Brief -> Each line in the entries below that holds the string "tracing" must be copied.

Records from a dataset ->
= = = =
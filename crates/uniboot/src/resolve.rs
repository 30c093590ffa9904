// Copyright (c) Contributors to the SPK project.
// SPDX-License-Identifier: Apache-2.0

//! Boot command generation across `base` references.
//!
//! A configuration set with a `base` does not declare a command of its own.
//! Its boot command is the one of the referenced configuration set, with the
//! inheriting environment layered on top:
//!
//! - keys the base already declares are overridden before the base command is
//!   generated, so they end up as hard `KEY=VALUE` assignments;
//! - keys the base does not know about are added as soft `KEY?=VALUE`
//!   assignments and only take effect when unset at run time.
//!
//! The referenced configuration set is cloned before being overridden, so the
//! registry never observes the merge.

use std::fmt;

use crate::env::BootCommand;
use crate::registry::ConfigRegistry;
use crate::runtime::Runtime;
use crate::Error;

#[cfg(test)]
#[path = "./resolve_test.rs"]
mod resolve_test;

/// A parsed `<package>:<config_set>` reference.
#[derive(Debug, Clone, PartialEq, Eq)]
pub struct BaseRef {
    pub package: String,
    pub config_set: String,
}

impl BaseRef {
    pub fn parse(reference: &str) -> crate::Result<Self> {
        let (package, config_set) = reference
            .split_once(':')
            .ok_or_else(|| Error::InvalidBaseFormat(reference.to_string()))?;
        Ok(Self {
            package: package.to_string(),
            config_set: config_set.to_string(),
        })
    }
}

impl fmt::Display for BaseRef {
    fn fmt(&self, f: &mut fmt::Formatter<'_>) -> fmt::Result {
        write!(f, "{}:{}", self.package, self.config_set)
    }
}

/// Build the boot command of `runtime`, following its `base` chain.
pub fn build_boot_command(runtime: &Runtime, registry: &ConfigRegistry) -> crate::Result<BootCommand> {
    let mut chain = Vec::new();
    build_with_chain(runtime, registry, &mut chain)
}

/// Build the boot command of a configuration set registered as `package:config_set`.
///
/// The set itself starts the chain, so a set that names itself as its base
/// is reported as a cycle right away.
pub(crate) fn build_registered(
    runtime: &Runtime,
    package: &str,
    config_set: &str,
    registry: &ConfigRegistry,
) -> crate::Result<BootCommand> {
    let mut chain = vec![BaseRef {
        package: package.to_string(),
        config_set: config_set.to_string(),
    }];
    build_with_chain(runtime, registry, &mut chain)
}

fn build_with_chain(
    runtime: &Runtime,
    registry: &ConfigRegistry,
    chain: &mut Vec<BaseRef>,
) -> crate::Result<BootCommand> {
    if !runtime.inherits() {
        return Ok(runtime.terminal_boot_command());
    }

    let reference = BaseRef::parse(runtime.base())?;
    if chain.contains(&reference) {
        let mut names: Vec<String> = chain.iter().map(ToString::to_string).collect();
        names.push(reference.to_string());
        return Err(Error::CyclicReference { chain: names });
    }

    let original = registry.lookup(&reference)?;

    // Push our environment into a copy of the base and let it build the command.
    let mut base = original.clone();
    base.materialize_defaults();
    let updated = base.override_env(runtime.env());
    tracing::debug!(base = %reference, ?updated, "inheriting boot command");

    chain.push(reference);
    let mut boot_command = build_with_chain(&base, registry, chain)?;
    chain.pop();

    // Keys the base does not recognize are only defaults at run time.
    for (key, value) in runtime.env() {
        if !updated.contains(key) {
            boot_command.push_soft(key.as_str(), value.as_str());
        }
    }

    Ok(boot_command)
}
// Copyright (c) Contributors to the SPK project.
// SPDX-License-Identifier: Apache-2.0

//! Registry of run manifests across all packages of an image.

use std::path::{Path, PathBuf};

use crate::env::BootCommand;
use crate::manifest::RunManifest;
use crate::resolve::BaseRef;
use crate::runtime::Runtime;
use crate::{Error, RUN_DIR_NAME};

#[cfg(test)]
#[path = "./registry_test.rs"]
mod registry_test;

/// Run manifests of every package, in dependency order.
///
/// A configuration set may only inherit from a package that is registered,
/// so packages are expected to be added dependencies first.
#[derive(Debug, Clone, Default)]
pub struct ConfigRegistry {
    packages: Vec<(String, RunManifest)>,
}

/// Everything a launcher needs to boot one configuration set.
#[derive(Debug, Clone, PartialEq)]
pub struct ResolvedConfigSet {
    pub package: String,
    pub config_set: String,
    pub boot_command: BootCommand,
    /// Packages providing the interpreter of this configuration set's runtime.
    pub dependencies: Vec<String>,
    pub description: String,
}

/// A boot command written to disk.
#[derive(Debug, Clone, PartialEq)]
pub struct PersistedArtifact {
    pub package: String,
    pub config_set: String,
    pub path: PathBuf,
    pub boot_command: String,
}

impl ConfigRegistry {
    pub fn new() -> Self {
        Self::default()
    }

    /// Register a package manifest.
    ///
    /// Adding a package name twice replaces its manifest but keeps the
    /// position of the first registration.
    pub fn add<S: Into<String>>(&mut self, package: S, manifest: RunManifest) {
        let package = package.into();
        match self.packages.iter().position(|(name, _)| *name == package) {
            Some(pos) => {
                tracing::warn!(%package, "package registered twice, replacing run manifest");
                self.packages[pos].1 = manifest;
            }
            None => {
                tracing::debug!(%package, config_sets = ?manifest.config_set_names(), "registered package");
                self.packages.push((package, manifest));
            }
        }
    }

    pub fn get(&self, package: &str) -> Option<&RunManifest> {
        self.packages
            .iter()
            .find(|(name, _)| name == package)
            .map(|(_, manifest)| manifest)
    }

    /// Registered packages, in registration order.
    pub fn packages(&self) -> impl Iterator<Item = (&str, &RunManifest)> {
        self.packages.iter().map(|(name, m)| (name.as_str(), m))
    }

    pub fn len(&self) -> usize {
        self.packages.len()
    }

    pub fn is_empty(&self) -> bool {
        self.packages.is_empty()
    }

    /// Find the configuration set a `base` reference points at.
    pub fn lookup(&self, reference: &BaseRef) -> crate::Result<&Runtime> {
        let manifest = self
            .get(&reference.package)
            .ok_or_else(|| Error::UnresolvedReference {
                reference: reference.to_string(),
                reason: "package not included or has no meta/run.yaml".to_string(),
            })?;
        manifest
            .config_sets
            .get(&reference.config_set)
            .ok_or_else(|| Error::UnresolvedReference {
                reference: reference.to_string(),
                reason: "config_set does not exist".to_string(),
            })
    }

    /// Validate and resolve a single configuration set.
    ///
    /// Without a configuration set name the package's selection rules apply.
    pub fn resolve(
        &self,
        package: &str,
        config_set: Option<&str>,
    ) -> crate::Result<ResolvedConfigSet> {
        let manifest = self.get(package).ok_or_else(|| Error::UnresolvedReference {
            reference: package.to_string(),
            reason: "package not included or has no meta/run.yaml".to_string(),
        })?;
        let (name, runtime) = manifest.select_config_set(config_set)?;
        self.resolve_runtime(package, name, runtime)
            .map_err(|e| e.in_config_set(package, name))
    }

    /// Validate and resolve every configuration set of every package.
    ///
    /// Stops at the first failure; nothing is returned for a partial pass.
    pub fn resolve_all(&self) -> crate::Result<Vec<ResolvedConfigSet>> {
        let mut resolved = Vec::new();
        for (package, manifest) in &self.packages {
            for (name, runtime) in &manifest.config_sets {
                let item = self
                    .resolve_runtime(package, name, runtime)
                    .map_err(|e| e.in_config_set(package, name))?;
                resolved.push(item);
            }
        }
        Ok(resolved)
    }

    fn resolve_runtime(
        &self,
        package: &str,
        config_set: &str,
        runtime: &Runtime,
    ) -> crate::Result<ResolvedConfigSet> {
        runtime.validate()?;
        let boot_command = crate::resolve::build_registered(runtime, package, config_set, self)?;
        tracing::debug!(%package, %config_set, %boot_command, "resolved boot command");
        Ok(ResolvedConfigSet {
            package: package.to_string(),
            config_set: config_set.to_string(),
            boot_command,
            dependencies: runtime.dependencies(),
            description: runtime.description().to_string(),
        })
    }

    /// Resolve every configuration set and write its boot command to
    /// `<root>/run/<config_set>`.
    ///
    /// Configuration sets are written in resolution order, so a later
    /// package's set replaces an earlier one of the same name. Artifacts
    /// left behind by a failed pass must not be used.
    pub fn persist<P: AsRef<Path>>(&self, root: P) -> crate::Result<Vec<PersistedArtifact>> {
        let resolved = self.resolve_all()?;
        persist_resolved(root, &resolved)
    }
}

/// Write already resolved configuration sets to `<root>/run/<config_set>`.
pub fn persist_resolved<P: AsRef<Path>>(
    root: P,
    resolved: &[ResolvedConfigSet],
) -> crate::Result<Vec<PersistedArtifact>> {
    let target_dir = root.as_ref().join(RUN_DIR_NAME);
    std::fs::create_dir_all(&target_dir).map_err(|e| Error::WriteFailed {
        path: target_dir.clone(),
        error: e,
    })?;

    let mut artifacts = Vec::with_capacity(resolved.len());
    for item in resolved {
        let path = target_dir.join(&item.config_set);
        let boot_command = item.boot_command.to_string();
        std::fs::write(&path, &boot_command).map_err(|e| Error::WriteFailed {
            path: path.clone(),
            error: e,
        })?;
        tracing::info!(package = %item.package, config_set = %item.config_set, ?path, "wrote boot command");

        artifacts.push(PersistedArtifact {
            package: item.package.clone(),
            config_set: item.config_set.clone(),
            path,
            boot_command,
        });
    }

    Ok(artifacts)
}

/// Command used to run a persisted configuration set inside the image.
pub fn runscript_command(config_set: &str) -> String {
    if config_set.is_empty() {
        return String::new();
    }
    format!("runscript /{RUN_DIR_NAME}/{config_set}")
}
= = = =
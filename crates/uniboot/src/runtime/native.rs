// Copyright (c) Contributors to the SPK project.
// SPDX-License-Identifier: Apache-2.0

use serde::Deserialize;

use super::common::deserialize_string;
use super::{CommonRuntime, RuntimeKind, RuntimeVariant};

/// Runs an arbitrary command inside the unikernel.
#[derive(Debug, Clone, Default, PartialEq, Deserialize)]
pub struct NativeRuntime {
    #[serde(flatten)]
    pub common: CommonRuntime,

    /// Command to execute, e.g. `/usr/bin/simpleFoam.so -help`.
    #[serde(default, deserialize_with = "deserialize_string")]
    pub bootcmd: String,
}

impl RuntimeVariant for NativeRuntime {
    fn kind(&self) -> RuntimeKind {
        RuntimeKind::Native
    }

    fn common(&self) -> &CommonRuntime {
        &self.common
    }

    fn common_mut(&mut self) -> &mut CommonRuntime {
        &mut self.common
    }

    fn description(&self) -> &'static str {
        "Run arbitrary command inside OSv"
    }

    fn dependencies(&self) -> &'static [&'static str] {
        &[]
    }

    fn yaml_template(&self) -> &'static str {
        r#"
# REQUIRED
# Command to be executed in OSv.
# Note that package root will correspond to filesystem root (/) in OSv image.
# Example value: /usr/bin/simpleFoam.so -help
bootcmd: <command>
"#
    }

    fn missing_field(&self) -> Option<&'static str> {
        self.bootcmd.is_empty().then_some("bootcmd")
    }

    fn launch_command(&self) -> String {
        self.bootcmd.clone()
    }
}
= = = =
Problem solution ->
    tracing::debug!(base = %reference, ?updated, "inheriting boot command");
                tracing::warn!(%package, "package registered twice, replacing run manifest");
                tracing::debug!(%package, config_sets = ?manifest.config_set_names(), "registered package");
        tracing::debug!(%package, %config_set, %boot_command, "resolved boot command");
        tracing::info!(package = %item.package, config_set = %item.config_set, ?path, "wrote boot command");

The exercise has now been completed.